[Stored items]
__________

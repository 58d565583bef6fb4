// Copyright (c) 2022 MASSA LABS <info@massa.net>

use std::{sync::Arc, time::Instant};

use dagpow_channel::sender::DagSender;
use dagpow_models::SyncStatus;
use dagpow_sync_exports::{ActivePeers, BlockStore, Chain, SyncChannels, SyncConfig, SyncEvent};
use parking_lot::Mutex;
use tracing::{info, warn};

use crate::{pending::PendingByParent, requests::OutstandingRequests};

/// State shared by the controller handles and the sync thread.
///
/// `admission` is the single lock around chain admission: it is held for a
/// whole `validate_and_add` including the cascade it triggers.
pub(crate) struct SyncContext {
    pub(crate) cfg: SyncConfig,
    pub(crate) chain: Box<dyn Chain>,
    pub(crate) store: Box<dyn BlockStore>,
    pub(crate) peers: Box<dyn ActivePeers>,
    pub(crate) status: Arc<SyncStatus>,
    pub(crate) admission: Mutex<PendingByParent>,
    pub(crate) requests: Mutex<OutstandingRequests>,
    pub(crate) event_sender: DagSender<SyncEvent>,
    pub(crate) started_at: Instant,
}

impl SyncContext {
    pub(crate) fn new(
        cfg: SyncConfig,
        channels: SyncChannels,
        status: Arc<SyncStatus>,
        event_sender: DagSender<SyncEvent>,
    ) -> Self {
        let pending = PendingByParent::new(
            cfg.max_pending_parents,
            cfg.pending_eviction_batch,
            cfg.pending_rerequest_delay,
        );
        SyncContext {
            chain: channels.chain,
            store: channels.store,
            peers: channels.peers,
            status,
            admission: Mutex::new(pending),
            requests: Mutex::new(OutstandingRequests::default()),
            event_sender,
            started_at: Instant::now(),
            cfg,
        }
    }

    /// One-shot transition to `Done`, announced on the event channel.
    pub(crate) fn make_sync_done(&self) {
        if !self.status.mark_done() {
            return;
        }
        info!("sync done");
        if let Err(err) = self.event_sender.try_send(SyncEvent::SyncDone) {
            warn!("could not announce sync done: {}", err);
        }
    }
}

__________

Please copy, exactly and with nothing else, the lines above beginning at the line that has "use dagpow_channel::sender::DagSender;" and ending with the line that has "if let Err(err)".

** Result **
use dagpow_channel::sender::DagSender;
use dagpow_models::SyncStatus;
use dagpow_sync_exports::{ActivePeers, BlockStore, Chain, SyncChannels, SyncConfig, SyncEvent};
use parking_lot::Mutex;
use tracing::{info, warn};

use crate::{pending::PendingByParent, requests::OutstandingRequests};

/// State shared by the controller handles and the sync thread.
///
/// `admission` is the single lock around chain admission: it is held for a
/// whole `validate_and_add` including the cascade it triggers.
pub(crate) struct SyncContext {
    pub(crate) cfg: SyncConfig,
    pub(crate) chain: Box<dyn Chain>,
    pub(crate) store: Box<dyn BlockStore>,
    pub(crate) peers: Box<dyn ActivePeers>,
    pub(crate) status: Arc<SyncStatus>,
    pub(crate) admission: Mutex<PendingByParent>,
    pub(crate) requests: Mutex<OutstandingRequests>,
    pub(crate) event_sender: DagSender<SyncEvent>,
    pub(crate) started_at: Instant,
}

impl SyncContext {
    pub(crate) fn new(
        cfg: SyncConfig,
        channels: SyncChannels,
        status: Arc<SyncStatus>,
        event_sender: DagSender<SyncEvent>,
    ) -> Self {
        let pending = PendingByParent::new(
            cfg.max_pending_parents,
            cfg.pending_eviction_batch,
            cfg.pending_rerequest_delay,
        );
        SyncContext {
            chain: channels.chain,
            store: channels.store,
            peers: channels.peers,
            status,
            admission: Mutex::new(pending),
            requests: Mutex::new(OutstandingRequests::default()),
            event_sender,
            started_at: Instant::now(),
            cfg,
        }
    }

    /// One-shot transition to `Done`, announced on the event channel.
    pub(crate) fn make_sync_done(&self) {
        if !self.status.mark_done() {
            return;
        }
        info!("sync done");
        if let Err(err) = self.event_sender.try_send(SyncEvent::SyncDone) {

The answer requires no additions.